L’Olympique Lyonnais, moins bien en Coupe de France
Depuis l’élimination de l’Olympique Lyonnais en 16e de finale (0-0, 10 tab à 9) par le Stade de Reims, les appétits ont légitimement commencé à poindre ! Cela faisait un très gros mangeur de titres (10) qui passait à la trappe. Bien que, pour les experts, la chansonnette avait déjà été entendu la saison dernière. Toujours aux tirs au but mais cette fois par Fleury et au stade des demi-finales (0-0, 5 à 4).
Deux échecs consécutifs, cela fait beaucoup pour l’OL qui depuis 2012, trustait le titre avec 9 titres, dont le dernier en 2023.
Une compétition commencée en 2002, montre que le club du Rhône a connu un début de décennie (3 titres seulement jusqu’en 2011) sans le même succès dans cette compétition quand le championnat lui offrait, à l’inverse, sa tirelire (5 titres consécutifs de 2007 à 2011 pour la même période).
Peut-être un cycle identique qui se crée ?
Montpellier, descendue définitivement d’un cran
Une ouverture qui s’est renforcée ce week-end, puisque Montpellier, autre grand acteur passé de la compétition (3 titres et 6 finales) a subi la loi d’un récent pensionnaire d’Arkema Première Ligue, Le Havre (0-2), à domicile. Montrant que le club de Laurent Nicollin, président de Foot Unis, connait une saison difficile, tant sur le plan masculin (17e/18) que féminin, sortie du Top 4, à quatre points de Dijon.
Dijon, Paris Saint Germain et Paris FC, candidats logiques au titre 2025
Les trois clubs du Top Four du championnat deviennent des candidats logiques au titre, d’autant que Fleury FC 91, cinquième actuellement et finaliste l’an dernier s’est fait sortir par Toulouse FC. Certes, une fois vainqueur en 2002 et au fort passé (4 titres de championnes de France) mais habituel club de Seconde Ligue, depuis 2012.
Le club bourguignon, Dijon, fait une très bonne saison et confirme son maintien en prenant, sans surprise, l’avantage sur Thonon Evian Grand Genève (0-2), évoluant au niveau inférieur quand les deux clubs parisiens ont sonné le tocsin. Paris FC, logiquement contre l’équipe de D3, ESFO Vendée La Roche (0-6) alors que le Paris Saint Germain avait une opposition plus relevée, face au FC Nantes (1-6), milieu de classement de l’Arkema Première Ligue (7e sur 12).

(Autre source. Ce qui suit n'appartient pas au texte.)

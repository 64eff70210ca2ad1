use log::debug;
use serde_json::Value as JsonValue;
use treecast_core::{
    types::{Type, UnionType},
    value::Value,
};

use crate::{
    config::CoercionConfig,
    error::ErrorKind,
    tree::{
        Failure, Shell, TreeBuilder,
        builder::{coerce, matching_case},
        describe,
        visitor::{ShellVisitor, Visited},
    },
};

/// Outcome of a narrower that could decide.
enum Narrowed {
    /// Map the node against this member.
    Member(Type),
    /// A member was fully built while narrowing.
    Built(Value),
}

trait UnionNarrower: Send + Sync {
    /// `None` when this narrower cannot decide for the input.
    fn narrow(
        &self,
        union: &UnionType,
        shell: &Shell,
        tree: &TreeBuilder,
    ) -> Result<Option<Narrowed>, Failure>;
}

/// Replaces a union by one of its members.
pub(crate) struct UnionShellVisitor {
    narrowers: Vec<Box<dyn UnionNarrower>>,
}

impl UnionShellVisitor {
    pub(crate) fn new(coercion: CoercionConfig) -> Self {
        Self {
            narrowers: vec![
                Box::new(UnionNullNarrower),
                Box::new(UnionObjectNarrower),
                Box::new(UnionScalarNarrower { coercion }),
            ],
        }
    }
}

impl ShellVisitor for UnionShellVisitor {
    fn visit(&self, shell: Shell, tree: &TreeBuilder) -> Result<Visited, Failure> {
        let Type::Union(union) = shell.ty() else {
            return Ok(Visited::Continue(shell));
        };

        for narrower in &self.narrowers {
            match narrower.narrow(union, &shell, tree)? {
                Some(Narrowed::Member(member)) => {
                    debug!(path:% = shell.path(), member:% = member; "Narrowed union");
                    return Ok(Visited::Continue(shell.with_type(member)));
                }
                Some(Narrowed::Built(value)) => return Ok(Visited::Done(value)),
                None => {}
            }
        }

        Err(Failure::message(
            ErrorKind::UnionResolutionError,
            format!(
                "value {} does not match any of `{}`",
                describe(shell.input()),
                shell.ty()
            ),
        ))
    }
}

/// `null` and absent input pick the `null` member, or `mixed`.
struct UnionNullNarrower;

impl UnionNarrower for UnionNullNarrower {
    fn narrow(&self, union: &UnionType, shell: &Shell, _: &TreeBuilder) -> Result<Option<Narrowed>, Failure> {
        if !matches!(shell.input(), None | Some(JsonValue::Null)) {
            return Ok(None);
        }

        let members = union.members();
        Ok([Type::Null, Type::Mixed]
            .into_iter()
            .find(|wanted| members.contains(wanted))
            .map(Narrowed::Member))
    }
}

/// Build `member` on behalf of the union node.
///
/// Returns the summary of the failure when the member does not fit the
/// input. Fatal failures abort the narrowing.
fn attempt(member: &Type, shell: &Shell, tree: &TreeBuilder) -> Result<Result<Value, String>, Failure> {
    match tree.build(shell.attempt(member.clone())) {
        Ok(value) => {
            debug!(path:% = shell.path(), member:% = member; "Union member built");
            Ok(Ok(value))
        }
        Err(fatal @ Failure::Fatal(_)) => Err(fatal),
        Err(failure) => Ok(Err(format!("`{member}`: {}", failure.summary()))),
    }
}

fn unresolved(shell: &Shell, attempts: &[String]) -> Failure {
    Failure::message(
        ErrorKind::UnionResolutionError,
        format!(
            "value {} does not match any of `{}` ({})",
            describe(shell.input()),
            shell.ty(),
            attempts.join("; ")
        ),
    )
}

/// Mapping and sequence input is built against each structured member in
/// declaration order; the first success wins.
struct UnionObjectNarrower;

impl UnionNarrower for UnionObjectNarrower {
    fn narrow(
        &self,
        union: &UnionType,
        shell: &Shell,
        tree: &TreeBuilder,
    ) -> Result<Option<Narrowed>, Failure> {
        if !matches!(shell.input(), Some(JsonValue::Object(_) | JsonValue::Array(_))) {
            return Ok(None);
        }

        let mut attempts = Vec::new();
        for member in union.members().iter().filter(|member| member.is_structured()) {
            match attempt(member, shell, tree)? {
                Ok(value) => return Ok(Some(Narrowed::Built(value))),
                Err(summary) => attempts.push(summary),
            }
        }

        if attempts.is_empty() {
            return Ok(None);
        }
        if union.members().contains(&Type::Mixed) {
            return Ok(Some(Narrowed::Member(Type::Mixed)));
        }
        Err(unresolved(shell, &attempts))
    }
}

/// Scalar input picks the first member, in declaration order, that accepts
/// it under the coercion table. Class members are built from the bare value,
/// which single-parameter classes accept.
struct UnionScalarNarrower {
    coercion: CoercionConfig,
}

impl UnionScalarNarrower {
    fn accepts(member: &Type, input: &JsonValue, coercion: &CoercionConfig) -> bool {
        match member {
            Type::Null => input.is_null(),
            Type::Mixed => true,
            Type::Scalar(kind) => coerce(kind, input, coercion).is_some(),
            Type::Enum(enumeration) => matching_case(enumeration, input, coercion).is_some(),
            _ => false,
        }
    }
}

impl UnionNarrower for UnionScalarNarrower {
    fn narrow(
        &self,
        union: &UnionType,
        shell: &Shell,
        tree: &TreeBuilder,
    ) -> Result<Option<Narrowed>, Failure> {
        let Some(input) = shell.input() else {
            return Err(Failure::message(ErrorKind::MissingValue, "value is missing"));
        };

        let mut attempts = Vec::new();
        for member in union.members() {
            if let Type::Class(_) = member {
                match attempt(member, shell, tree)? {
                    Ok(value) => return Ok(Some(Narrowed::Built(value))),
                    Err(summary) => attempts.push(summary),
                }
            } else if Self::accepts(member, input, &self.coercion) {
                return Ok(Some(Narrowed::Member(member.clone())));
            }
        }

        if attempts.is_empty() {
            return Ok(None);
        }
        Err(unresolved(shell, &attempts))
    }
}

#[cfg(test)]
mod tests {
    use serde_json::json;
    use treecast_core::types::{EnumBacking, EnumCase, EnumType, ScalarKind};

    use super::*;

    fn first_accepting<'a>(
        union: &'a [Type],
        input: JsonValue,
        coercion: CoercionConfig,
    ) -> Option<&'a Type> {
        union
            .iter()
            .find(|member| UnionScalarNarrower::accepts(member, &input, &coercion))
    }

    #[test]
    fn test_first_compatible_member_wins() {
        let members = [
            Type::Null,
            Type::Scalar(ScalarKind::Int),
            Type::Scalar(ScalarKind::String),
        ];
        let coercion = CoercionConfig::default();

        assert_eq!(first_accepting(&members, json!("5"), coercion), Some(&members[1]));
        assert_eq!(first_accepting(&members, json!("abc"), coercion), Some(&members[2]));
        assert_eq!(first_accepting(&members, json!(5), coercion), Some(&members[1]));
    }

    #[test]
    fn test_coercion_table_decides_compatibility() {
        let members = [Type::Scalar(ScalarKind::Int), Type::Scalar(ScalarKind::String)];

        assert_eq!(
            first_accepting(&members, json!("5"), CoercionConfig::strict()),
            Some(&members[1])
        );
        assert_eq!(
            first_accepting(&members, json!(true), CoercionConfig::default()),
            None
        );
    }

    #[test]
    fn test_enum_and_mixed_members() {
        let status = Type::Enum(EnumType::new(
            "Status",
            vec![EnumCase::backed("Open", EnumBacking::String("open".to_string()))],
        ));
        let members = [status.clone(), Type::Mixed];
        let coercion = CoercionConfig::default();

        assert_eq!(first_accepting(&members, json!("open"), coercion), Some(&status));
        assert_eq!(first_accepting(&members, json!("closed"), coercion), Some(&Type::Mixed));
    }
}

Les surprises peuvent-elles rester surprenantes ?
L’histoire de la Coupe de France laisse peu d’espoirs aux clubs de division inférieure puisqu’ils n’ont accédé à la finale que par deux fois. La première avec Compiègne, en 2004 et la seconde, plus récente, avec Yzeure en 2022.
Il reste que la victoire de Lille (seconde Ligue) contre le RC Strasbourg (1-1, 6 tab à 7), récent club d’Arkema Première Ligue, doit réveiller des souvenirs pas si anciens, où le club nordiste, alors dernier du championnat d’élite, avait atteint la finale 2019 !
Le Mans, vit un rêve qui les maintiendront éveillées jusqu’au tirage de Lundi 27 janvier, en espérant atteindre les demi-finales de l’épreuve.
Saint-Etienne et le Paris Fc, appétits historiques relevés !
Les Amazones, vainqueurs du titre en 2011, le Paris FC, par l’intermédiaire de Juvisy aussi (2006) doivent avoir l’appétit féroce, ne voyant que très rarement la ligne d’arrivée ! Le Paris Saint Germain, bien plus en verve avec quatre titres, dont deux en 2022 et 2024, se sentent plus à l’aise et légitime à l’emporter.
Tirage au sort Lundi. Un tirage qui ne sera pas neutre.